Somos bons em “coisificar” na gestão empresarial – eventos e fenômenos como disrupção, inovação e transformação são “coisas” que precisam ser definidas, descritas. No esforço de definir tudo, abrimos mão do todo para ficarmos com a irrelevância de uma definição que nos ajude a entender a complexidade.

Em um mundo hiperconectado, estressado e líquido, o pior que podemos fazer é seguir receitas de bolo – que são ótimas quando conhecemos o problema mas são péssimas para enfrentar imprevisibilidade e volatilidade. Um capitão em meio à tempestade faz de tudo para salvar sua tripulação e seu navio –  menos ler o manual. Ele improvisa, arrisca, cria, decide em frações de segundo, sabendo que a longa jornada continua após a tempestade. A necessidade instantânea de sobrevivência se mistura à visão dos próximos dias, semanas e meses. Para navegar em águas calmas e revoltas, é preciso ambidestria no pensamento.

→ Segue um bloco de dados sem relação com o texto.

//! Reuse of a previous fit for partial recomputation.
//!
//! An optimiser that perturbs only some fixed symbols can pass the previous
//! `IntegralFit` together with the variables whose equations changed
//! (see `OdeSystem::affected_variables`). Smoothed trajectories, free-term
//! columns, sensitivity matrices and `A` rows of the other variables are copied;
//! everything that couples variables (`B`, x0, θ) is always recomputed.
//!
//! Mismatched variable/parameter lists or grid sizes are caller bugs and are
//! reported as `FitError::InconsistentCache`.

use crate::error::FitError;
use crate::fit::fitter::IntegralFit;

/// Check that `previous` was produced for the same problem shape.
pub fn check_compatible(
    previous: &IntegralFit,
    variables: &[String],
    parameters: &[String],
    n: usize,
) -> Result<(), FitError> {
    if previous.variables != variables {
        return Err(FitError::InconsistentCache(format!(
            "cached variables {:?} differ from {:?}",
            previous.variables, variables
        )));
    }
    if previous.parameters != parameters {
        return Err(FitError::InconsistentCache(format!(
            "cached parameters {:?} differ from {:?}",
            previous.parameters, parameters
        )));
    }
    if previous.grid.len() != n {
        return Err(FitError::InconsistentCache(format!(
            "cached grid has {} points, current grid has {n}",
            previous.grid.len()
        )));
    }

    let d = variables.len();
    let p = parameters.len();
    let shapes_ok = previous.smoothed.shape() == (n, d)
        && previous.z.shape() == (n, d)
        && previous.g.len() == d
        && previous.g.iter().all(|g| g.shape() == (n, p))
        && previous.a.as_ref().is_none_or(|a| a.shape() == (d, p));
    if !shapes_ok {
        return Err(FitError::InconsistentCache(
            "cached matrices do not match the cached dimensions".to_string(),
        ));
    }
    Ok(())
}

/// `mask[i]` is true when variable `i` must be recomputed.
pub fn update_mask(vars_to_update: &[usize], d: usize) -> Result<Vec<bool>, FitError> {
    let mut mask = vec![false; d];
    for &i in vars_to_update {
        if i >= d {
            return Err(FitError::InvalidInput(format!(
                "variable index {i} out of range for {d} variables"
            )));
        }
        mask[i] = true;
    }
    Ok(mask)
}
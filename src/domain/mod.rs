//! Domain types used throughout the pipeline.
//!
//! This module defines:
//!
//! - observation containers (`Series`, `Observations`)
//! - partially known initial conditions (`InitialConditions`)
//! - per-call settings (`FitOptions`, `SmoothingKind`)

pub mod types;

pub use types::*;
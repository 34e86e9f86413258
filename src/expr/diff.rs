//! Structural transformations: substitution, differentiation, simplification.

use std::collections::HashMap;

use crate::expr::ast::{Expr, Func};

fn num(v: f64) -> Expr {
    Expr::Num(v)
}

fn add(a: Expr, b: Expr) -> Expr {
    Expr::Add(Box::new(a), Box::new(b))
}

fn sub(a: Expr, b: Expr) -> Expr {
    Expr::Sub(Box::new(a), Box::new(b))
}

fn mul(a: Expr, b: Expr) -> Expr {
    Expr::Mul(Box::new(a), Box::new(b))
}

fn div(a: Expr, b: Expr) -> Expr {
    Expr::Div(Box::new(a), Box::new(b))
}

fn pow(a: Expr, b: Expr) -> Expr {
    Expr::Pow(Box::new(a), Box::new(b))
}

fn call(f: Func, a: Expr) -> Expr {
    Expr::Call(f, Box::new(a))
}

/// Replace symbols by expressions. Symbols absent from `with` are kept.
pub fn substitute(expr: &Expr, with: &HashMap<&str, Expr>) -> Expr {
    let rec = |e: &Expr| Box::new(substitute(e, with));
    match expr {
        Expr::Num(v) => Expr::Num(*v),
        Expr::Sym(s) => with.get(s.as_str()).cloned().unwrap_or_else(|| expr.clone()),
        Expr::Neg(a) => Expr::Neg(rec(a)),
        Expr::Add(a, b) => Expr::Add(rec(a), rec(b)),
        Expr::Sub(a, b) => Expr::Sub(rec(a), rec(b)),
        Expr::Mul(a, b) => Expr::Mul(rec(a), rec(b)),
        Expr::Div(a, b) => Expr::Div(rec(a), rec(b)),
        Expr::Pow(a, b) => Expr::Pow(rec(a), rec(b)),
        Expr::Call(f, a) => Expr::Call(*f, rec(a)),
    }
}

/// Set every symbol in `names` to the literal 0 and simplify.
pub fn zero_out(expr: &Expr, names: &[String]) -> Expr {
    let with: HashMap<&str, Expr> = names.iter().map(|n| (n.as_str(), num(0.0))).collect();
    simplify(&substitute(expr, &with))
}

/// Partial derivative of `expr` with respect to `var`, simplified.
pub fn derivative(expr: &Expr, var: &str) -> Expr {
    simplify(&raw_derivative(expr, var))
}

fn raw_derivative(expr: &Expr, var: &str) -> Expr {
    // Subtrees that do not mention `var` contribute nothing.
    if !expr.contains(var) {
        return num(0.0);
    }
    let d = |e: &Expr| raw_derivative(e, var);

    match expr {
        Expr::Num(_) => num(0.0),
        Expr::Sym(s) => num(if s == var { 1.0 } else { 0.0 }),
        Expr::Neg(a) => Expr::Neg(Box::new(d(a))),
        Expr::Add(a, b) => add(d(a), d(b)),
        Expr::Sub(a, b) => sub(d(a), d(b)),
        Expr::Mul(a, b) => add(mul(d(a), (**b).clone()), mul((**a).clone(), d(b))),
        Expr::Div(a, b) => div(
            sub(mul(d(a), (**b).clone()), mul((**a).clone(), d(b))),
            pow((**b).clone(), num(2.0)),
        ),
        Expr::Pow(a, b) => {
            let (a, b) = (&**a, &**b);
            if !b.contains(var) {
                // d(a^c) = c * a^(c-1) * a'
                mul(
                    mul(b.clone(), pow(a.clone(), sub(b.clone(), num(1.0)))),
                    d(a),
                )
            } else if !a.contains(var) {
                // d(c^b) = c^b * ln(c) * b'
                mul(mul(expr.clone(), call(Func::Log, a.clone())), d(b))
            } else {
                // d(a^b) = a^b * (b' ln(a) + b a'/a)
                mul(
                    expr.clone(),
                    add(
                        mul(d(b), call(Func::Log, a.clone())),
                        div(mul(b.clone(), d(a)), a.clone()),
                    ),
                )
            }
        }
        Expr::Call(f, a) => {
            let a = &**a;
            let outer = match f {
                Func::Exp => call(Func::Exp, a.clone()),
                Func::Log => div(num(1.0), a.clone()),
                Func::Sqrt => div(num(0.5), call(Func::Sqrt, a.clone())),
                Func::Sin => call(Func::Cos, a.clone()),
                Func::Cos => Expr::Neg(Box::new(call(Func::Sin, a.clone()))),
                Func::Tan => div(num(1.0), pow(call(Func::Cos, a.clone()), num(2.0))),
                Func::Abs => div(a.clone(), call(Func::Abs, a.clone())),
            };
            mul(outer, d(a))
        }
    }
}

/// Bottom-up constant folding and identity elimination.
///
/// `0 * x` folds to `0` regardless of `x`; evaluation of the folded tree may
/// therefore differ from the raw tree where `x` is non-finite.
pub fn simplify(expr: &Expr) -> Expr {
    match expr {
        Expr::Num(_) | Expr::Sym(_) => expr.clone(),
        Expr::Neg(a) => match simplify(a) {
            Expr::Num(v) => num(-v),
            Expr::Neg(inner) => *inner,
            other => Expr::Neg(Box::new(other)),
        },
        Expr::Add(a, b) => match (simplify(a), simplify(b)) {
            (Expr::Num(x), Expr::Num(y)) => num(x + y),
            (Expr::Num(z), e) | (e, Expr::Num(z)) if z == 0.0 => e,
            (x, Expr::Neg(y)) => sub(x, *y),
            (x, y) => add(x, y),
        },
        Expr::Sub(a, b) => match (simplify(a), simplify(b)) {
            (Expr::Num(x), Expr::Num(y)) => num(x - y),
            (e, Expr::Num(z)) if z == 0.0 => e,
            (Expr::Num(z), e) if z == 0.0 => simplify(&Expr::Neg(Box::new(e))),
            (x, Expr::Neg(y)) => add(x, *y),
            (x, y) => sub(x, y),
        },
        Expr::Mul(a, b) => match (simplify(a), simplify(b)) {
            (Expr::Num(x), Expr::Num(y)) => num(x * y),
            (Expr::Num(z), _) | (_, Expr::Num(z)) if z == 0.0 => num(0.0),
            (Expr::Num(o), e) | (e, Expr::Num(o)) if o == 1.0 => e,
            (Expr::Num(m), e) | (e, Expr::Num(m)) if m == -1.0 => {
                simplify(&Expr::Neg(Box::new(e)))
            }
            (Expr::Neg(x), Expr::Neg(y)) => mul(*x, *y),
            (Expr::Neg(x), y) | (y, Expr::Neg(x)) => {
                simplify(&Expr::Neg(Box::new(mul(*x, y))))
            }
            (x, y) => mul(x, y),
        },
        Expr::Div(a, b) => match (simplify(a), simplify(b)) {
            (Expr::Num(x), Expr::Num(y)) if y != 0.0 => num(x / y),
            (Expr::Num(z), _) if z == 0.0 => num(0.0),
            (e, Expr::Num(o)) if o == 1.0 => e,
            (x, y) => div(x, y),
        },
        Expr::Pow(a, b) => match (simplify(a), simplify(b)) {
            (Expr::Num(x), Expr::Num(y)) => num(x.powf(y)),
            (_, Expr::Num(z)) if z == 0.0 => num(1.0),
            (e, Expr::Num(o)) if o == 1.0 => e,
            (x, y) => pow(x, y),
        },
        Expr::Call(f, a) => match simplify(a) {
            Expr::Num(v) => num(f.apply(v)),
            other => call(*f, other),
        },
    }
}
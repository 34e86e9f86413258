//! ODE model definitions.
//!
//! A model is a set of `d variable / dt = rhs` equations that are affine in a
//! designated list of parameters. Everything the fitter evaluates is derived
//! from the parsed right-hand sides when the model is built.

pub mod system;

pub use system::*;
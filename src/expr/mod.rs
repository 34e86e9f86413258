//! Right-hand-side expressions.
//!
//! Equations are parsed once into an [`Expr`] tree. Everything the fitter needs
//! is a structural operation on that tree:
//!
//! - parameter substitution (free term = RHS with every linear parameter set to 0)
//! - symbolic differentiation with respect to one parameter (sensitivities)
//! - vectorised evaluation against an explicit [`SymbolTable`]

pub mod ast;
pub mod diff;
pub mod eval;
pub mod parse;

pub use ast::*;
pub use diff::*;
pub use eval::*;
pub use parse::*;
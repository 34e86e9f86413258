//! Local-linear kernel regression.
//!
//! At each evaluation point `t0` the observations get weights
//! `K((t_i − t0)/h)` with the Epanechnikov kernel `K(u) = 0.75 (1 − u²)` on
//! `|u| < 1`. With design rows `[1, u_i]` the local-linear fit at `t0` is
//!
//! ```text
//! ŷ(t0) = e1ᵀ (Xᵀ W X)⁻¹ Xᵀ W y
//! ```
//!
//! which is a weighted sum of the observations. The 2×2 matrix is inverted
//! directly; a (near-)zero determinant means fewer than two effective points
//! and fails the fit.

use tracing::debug;

use crate::error::FitError;

/// Epanechnikov kernel.
pub fn epanechnikov(u: f64) -> f64 {
    if u.abs() < 1.0 { 0.75 * (1.0 - u * u) } else { 0.0 }
}

/// Bandwidth: `max(1, bw_factor)` times the largest gap between consecutive times.
pub fn bandwidth(times: &[f64], bw_factor: f64) -> f64 {
    let max_gap = times
        .windows(2)
        .map(|w| w[1] - w[0])
        .fold(0.0_f64, f64::max);
    bw_factor.max(1.0) * max_gap
}

/// Smooth `(times, values)` and evaluate at every point of `at`.
pub fn local_linear(
    variable: &str,
    times: &[f64],
    values: &[f64],
    at: &[f64],
    bw_factor: f64,
) -> Result<Vec<f64>, FitError> {
    let fail = |message: String| FitError::Smoothing {
        variable: variable.to_string(),
        message,
    };

    let h = bandwidth(times, bw_factor);
    if !(h.is_finite() && h > 0.0) {
        return Err(fail(format!("degenerate bandwidth {h}")));
    }
    debug!("kernel smoothing '{variable}': bandwidth={h:.6e}, n={}", times.len());

    let mut out = Vec::with_capacity(at.len());
    let mut weights = vec![0.0; times.len()];

    for &t0 in at {
        // Weighted moments of the design [1, u].
        let (mut s0, mut s1, mut s2) = (0.0, 0.0, 0.0);
        for (w, &ti) in weights.iter_mut().zip(times) {
            let u = (ti - t0) / h;
            *w = epanechnikov(u);
            s0 += *w;
            s1 += *w * u;
            s2 += *w * u * u;
        }

        let det = s0 * s2 - s1 * s1;
        // det >= 0 with equality iff a single effective point (Cauchy–Schwarz).
        if !(det.is_finite() && det > 1e-12 * s0 * s2) {
            return Err(fail(format!(
                "singular local design at t={t0} (fewer than 2 points within the bandwidth)"
            )));
        }

        // First row of the inverse: [s2, -s1] / det.
        let mut fitted = 0.0;
        for ((&w, &ti), &yi) in weights.iter().zip(times).zip(values) {
            if w == 0.0 {
                continue;
            }
            let u = (ti - t0) / h;
            fitted += (s2 - s1 * u) / det * w * yi;
        }
        out.push(fitted);
    }

    Ok(out)
}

Transformar-se é um imperativo para sobreviver – já transformar-se continuamente é necessário para assegurar longevidade, para criar negócios sustentáveis. Ver o hoje e preparar-se para o amanhã ao mesmo tempo. Este artigo busca trazer reflexões para líderes empresariais que o(a)s ajudem em sua jornada de transformação contínua. Para trilharmos essa jornada de transformação em um mundo líquido, precisamos de mais habilidades e de um novo modelo mental.

Mas o que é esse mundo líquido (1) ? Ele impõe três condições para formar uma nova realidade. A velocidade – o rápido é obrigado a ser instantâneo. A permeabilidade – o intransponível torna-se permeável, as barreiras são contornáveis, tudo flui através. A mutabilidade – o permanente cede espaço ao mutável, ao ato contínuo de adaptação e a plasticidade passa a ser vital para competir.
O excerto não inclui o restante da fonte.